Je suis très sensible aux multiples et éternelles tentatives scientifiques de comprendre l'animal, comme s'il y avait un mystère à percer, notamment celui du langage animal, de l'intelligence et de la transmission culturelle.....Les animaux auraient-ils quelque chose à nous apprendre sur nous-mêmes ? Un peu comme si nous cherchions à comprendre comment et quand nous sommes nous extirpés de l'accaparement instinctif, pulsionnel définissant l'animal pour mieux conscientiser une part inconsciente de notre histoire.......le chaînon manquant de notre histoire ne serait pas à rechercher entre nous et l'animal mais peut-être entre nous et nous-même ?
Quel est par exemple le sens des forces qui nous entretiennent dans la domestication ?

Je pense qu'en tant qu'êtres dits supérieurs sur le plan évolutif, notre cerveau produit les moyens de son propre contrôle.
Nous sommes rentrés dans une nouvelle période où les hommes, après avoir définitivement achevé un travail de contrôle et de gestion totale du vivant (élevage industriel, biotechnologies, brevetage des cellules etc…), se sont engagés dans un vaste programme planétaire de contrôle esthétique des désirs.
Je crois que l'animal, le vivant sont amenés à disparaître en tant qu'unité, base de la vie, pour ne plus être que des fonctions de vastes organismes planétaires d'un niveau supérieur d'organisation au nôtre avec lesquels on entrerait en coopération.
La question du rapport homme/animal est davantage à poser en terme de rapport habité/inhabité plutôt qu'en terme évolutif.

L'homme rejoue continuellement des scènes originelles (la mise à mort froide, planifiée, organisée de l'animal jette un discrédit certain sur la valeur vie en la déconnectant de sa condition nécessaire qui est la mort) mais ce jeu est pathétique puisqu'il ne s'inscrit plus dans une perspective de sens de l'être mais de l'avoir (le bien-être, la propriété, le contrôle...).

Je crois que la relation homme-animal peut se lire comme un rapport nostalgique à l'origine, à la perte du territoire, à la perte de soi, du mythe et de son vécu ; et plus inconsciemment cette relation renvoie à la troublante nécessité des pulsions sexuelles et de mort.

La mémoire et ses manifestations entretiennent avec l’animalité un rapport ambigu.
Ma position consiste à fragiliser une certaine posture anthropocentrique qui selon moi dit plus sur notre méconnaissance de l’autre, de "l'autre animal", que sur notre connaissance "réelle".
La question de "l'animalité" n'est pas chez moi d'ordre philosophique ou politique au premier abord, mais bien d'ordre psychologique, puisque je l'envisage sous l'angle de ce qu'elle révèle, réactive dans notre conscience, ou plutôt en quoi elle est un filtre de lecture de notre inconscient.

Je m’intéresse aux concepts de méthode scientifique, à la notion de processus, à l’épistémologie, aux théories de l’évolution, plus généralement à toutes les questions touchant au savoir scientifique, ainsi qu’aux formes singulières qui peuvent émerger de la “surface d’échange” entre l’art et la science.
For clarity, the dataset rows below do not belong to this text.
use connectors::{acquire::error::AcquireError, sink::error::SinkError};
use engine_processing::transform::error::TransformError;
use model::core::utils::format_float;
use std::fmt;

/// Counters for one successful run.
#[derive(Debug, Clone, PartialEq)]
pub struct RunSummary {
    pub input_rows: usize,
    pub retained_rows: usize,
    /// Sum of retained stock; `None` when the table lacked the inventory
    /// columns and was passed through.
    pub total: Option<f64>,
    pub banner: String,
    pub elapsed_ms: u128,
}

impl fmt::Display for RunSummary {
    fn fmt(&self, f: &mut fmt::Formatter<'_>) -> fmt::Result {
        write!(
            f,
            "{} of {} rows published",
            self.retained_rows, self.input_rows
        )?;
        if let Some(total) = self.total {
            write!(f, ", total stock {}", format_float(total))?;
        }
        write!(f, " in {} ms ({})", self.elapsed_ms, self.banner)
    }
}

/// How a run ended. Every phase failure is terminal for the run.
#[derive(Debug)]
pub enum RunOutcome {
    Published(RunSummary),
    AcquisitionFailed(AcquireError),
    TransformFailed(TransformError),
    PublishFailed(SinkError),
    /// Shutdown was requested before the grid was published.
    Cancelled,
}

impl RunOutcome {
    pub fn is_published(&self) -> bool {
        matches!(self, RunOutcome::Published(_))
    }

    pub fn summary(&self) -> Option<&RunSummary> {
        match self {
            RunOutcome::Published(summary) => Some(summary),
            _ => None,
        }
    }
}

impl fmt::Display for RunOutcome {
    fn fmt(&self, f: &mut fmt::Formatter<'_>) -> fmt::Result {
        match self {
            RunOutcome::Published(summary) => write!(f, "Published: {summary}"),
            RunOutcome::AcquisitionFailed(e) => write!(f, "Acquisition failed: {e}"),
            RunOutcome::TransformFailed(e) => write!(f, "Transform failed: {e}"),
            RunOutcome::PublishFailed(e) => write!(f, "Publish failed: {e}"),
            RunOutcome::Cancelled => write!(f, "Cancelled"),
        }
    }
}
J’aborde entre autres questions celle de la classification (comme obsession de la succession menant à l’ordre), celle de l’évolution (comme poésie centrale du vivant), celle de la transformation (la reproduction comme puissance d’union et de division).

Je réalise principalement des vidéos, des performances et des installations, mais je n'explore pas formellement un médium en particulier.
Dans « Muséum » (je chante des chansons à des animaux captifs), pièce réalisée en 2001, l’attention se focalise sur le pathos engendré par la posture du chanteur, célébrant la puissance romantique du geste humain.
Le corps animal, matière d’exploration du réel, est un espace de projection et d’extraction fantasmagorique, où nos représentations psychiques et mentales les plus dissonantes se forment.
Je crois que l’humanité manifeste un puissant désir de métamorphose, ancré dans le trouble d’une sexualité multipotente (« je me divise, on se divise », 2000), et dans le fantasme inavoué de retrouver une pensée mythique, ainsi que de dépasser la dualité originelle mâle / femelle par la synthèse entre le vivant et la technologie au sein même de son corps .
Peut-être l'avenir de l'homme est t-il dans un mode de reproduction asexuée ?
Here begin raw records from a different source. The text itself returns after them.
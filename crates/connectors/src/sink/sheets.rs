use crate::sink::{GridSink, error::SinkError};
use async_trait::async_trait;
use model::records::grid::Grid;
use reqwest::{Client, Url};
use serde::Serialize;
use std::fmt;
use tracing::{debug, info};

pub const DEFAULT_API_BASE: &str = "https://sheets.googleapis.com/v4";

/// Target of the spreadsheet publisher.
#[derive(Clone)]
pub struct SheetsSettings {
    pub api_base: String,
    pub spreadsheet_id: String,
    pub sheet_name: String,
    /// Pre-issued OAuth bearer token.
    pub access_token: String,
    pub banner_cell: String,
    pub grid_anchor: String,
}

impl SheetsSettings {
    pub fn new(spreadsheet_id: &str, sheet_name: &str, access_token: &str) -> Self {
        SheetsSettings {
            api_base: DEFAULT_API_BASE.to_string(),
            spreadsheet_id: spreadsheet_id.to_string(),
            sheet_name: sheet_name.to_string(),
            access_token: access_token.to_string(),
            banner_cell: "A1".to_string(),
            grid_anchor: "A2".to_string(),
        }
    }

    /// A1 notation for `cell` on the configured tab, or the whole tab.
    pub fn range(&self, cell: Option<&str>) -> String {
        let tab = format!("'{}'", self.sheet_name.replace('\'', "''"));
        match cell {
            Some(cell) => format!("{tab}!{cell}"),
            None => tab,
        }
    }
}

impl fmt::Debug for SheetsSettings {
    fn fmt(&self, f: &mut fmt::Formatter<'_>) -> fmt::Result {
        f.debug_struct("SheetsSettings")
            .field("api_base", &self.api_base)
            .field("spreadsheet_id", &self.spreadsheet_id)
            .field("sheet_name", &self.sheet_name)
            .field("access_token", &"<redacted>")
            .field("banner_cell", &self.banner_cell)
            .field("grid_anchor", &self.grid_anchor)
            .finish()
    }
}

#[derive(Serialize)]
#[serde(rename_all = "camelCase")]
struct ValueRange<'a> {
    range: &'a str,
    major_dimension: &'static str,
    values: &'a [Vec<String>],
}

/// Publishes to one tab of a spreadsheet through the Sheets v4 values API:
/// clear the tab, write the banner cell, write the grid at the anchor.
pub struct SheetsSink {
    client: Client,
    settings: SheetsSettings,
}

impl SheetsSink {
    pub fn new(settings: SheetsSettings) -> Self {
        SheetsSink {
            client: Client::new(),
            settings,
        }
    }

    fn values_url(&self, range: &str, suffix: &str) -> Result<Url, SinkError> {
        let mut url = Url::parse(&self.settings.api_base)
            .map_err(|e| SinkError::InvalidUrl(format!("{}: {e}", self.settings.api_base)))?;
        url.path_segments_mut()
            .map_err(|_| SinkError::InvalidUrl(self.settings.api_base.clone()))?
            .pop_if_empty()
            .extend(["spreadsheets", self.settings.spreadsheet_id.as_str(), "values"])
            .push(&format!("{range}{suffix}"));
        Ok(url)
    }

    pub async fn clear(&self) -> Result<(), SinkError> {
        let range = self.settings.range(None);
        let url = self.values_url(&range, ":clear")?;
        debug!("Clearing {}", range);

        let response = self
            .client
            .post(url)
            .bearer_auth(&self.settings.access_token)
            .json(&serde_json::json!({}))
            .send()
            .await?;
        check_status("clear", response).await
    }

    pub async fn update(&self, cell: &str, values: &[Vec<String>]) -> Result<(), SinkError> {
        let range = self.settings.range(Some(cell));
        let mut url = self.values_url(&range, "")?;
        url.query_pairs_mut().append_pair("valueInputOption", "RAW");
        debug!("Writing {} row(s) to {}", values.len(), range);

        let body = ValueRange {
            range: &range,
            major_dimension: "ROWS",
            values,
        };
        let response = self
            .client
            .put(url)
            .bearer_auth(&self.settings.access_token)
            .json(&body)
            .send()
            .await?;
        check_status("update", response).await
    }
}

async fn check_status(
    operation: &'static str,
    response: reqwest::Response,
) -> Result<(), SinkError> {
    let status = response.status();
    if status.is_success() {
        return Ok(());
    }
    let body = response.text().await.unwrap_or_default();
    Err(SinkError::Rejected {
        operation,
        status: status.as_u16(),
        body,
    })
}

#[async_trait]
impl GridSink for SheetsSink {
    async fn publish(&self, banner: &str, grid: &Grid) -> Result<(), SinkError> {
        self.clear().await?;
        self.update(&self.settings.banner_cell, &[vec![banner.to_string()]])
            .await?;
        self.update(&self.settings.grid_anchor, grid.rows()).await?;

        info!(
            "Published {} rows to '{}' ({})",
            grid.height(),
            self.settings.sheet_name,
            self.settings.spreadsheet_id
        );
        Ok(())
    }
}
Dans les installations, l’intervention d’éléments d’improvisation (comme action perturbant la connaissance), la performance (chansons composées pour des actions uniques par exemple), perturbent, brouillent, décalent ce qui est donné à percevoir.
J’adopte dans les travaux plus récents une attitude performative affirmée (performance "The essentiel man_a space of disappointment" / 2010). J'aborde en effet de façon frontale, la question de la posture, et au travers d’elle celle de la certitude, comme principe de raisonnement central de la pensée humaine, refusant à l’animal la possibilité d’avoir un visage.

La question du sol, de l'appartenance, du territoire est présente aussi dans mon travail, et j'envisage la course et la percussion comme des indices d'oubli, de perte, de résistance.
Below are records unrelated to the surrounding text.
use clap::Subcommand;
use std::path::PathBuf;

#[derive(Subcommand)]
pub enum Commands {
    /// Download the export, normalize it and publish it to the spreadsheet
    Run {
        #[arg(
            long,
            help = "Print the grid to stdout instead of writing the spreadsheet"
        )]
        dry_run: bool,
    },
    /// Normalize a local export file without contacting the portal or the spreadsheet
    Normalize {
        #[arg(help = "Raw export file (Shift_JIS CSV)")]
        file: PathBuf,

        #[arg(
            long,
            help = "If specified, writes the normalized CSV to this file instead of stdout"
        )]
        output: Option<PathBuf>,
    },
}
Dans ses désirs de transformation, l’homme s’identifie à toutes les libertés supposées de l’animal, tel un fantasme inassouvi d’un pouvoir sans fin de réalisation du désir.

Mon travail intègre aussi parfois, des signes forts de mon origine yougoslave (« I love you », 2003), dont je ne souhaite pas orienter la portée identitaire.
J'envisage la présence de ma mère dans certains de mes travaux, comme indice d’hyper réalité, en cela qu’elle ne joue pas. Elle est dans les vidéos ce qu’elle est dans la vie.
Il me semble que sa présence opère un brouillage intéressant par rapport à la figure animale qui ne joue pas, qui est déployée dans un espace organique total.
Je ne l’envisage absolument pas comme un indice identitaire personnel (mon origine yougoslave), mais son accent induit nécessairement une considération sur l’altérité, l’ailleurs......l’ailleurs animal....l’autre monde....
Ce qui m’intéresse, c’est en quoi la relation que ma mère entretient avec les animaux, particulièrement avec son chien, nous dérange. A quoi touche ce malaise chez nous ?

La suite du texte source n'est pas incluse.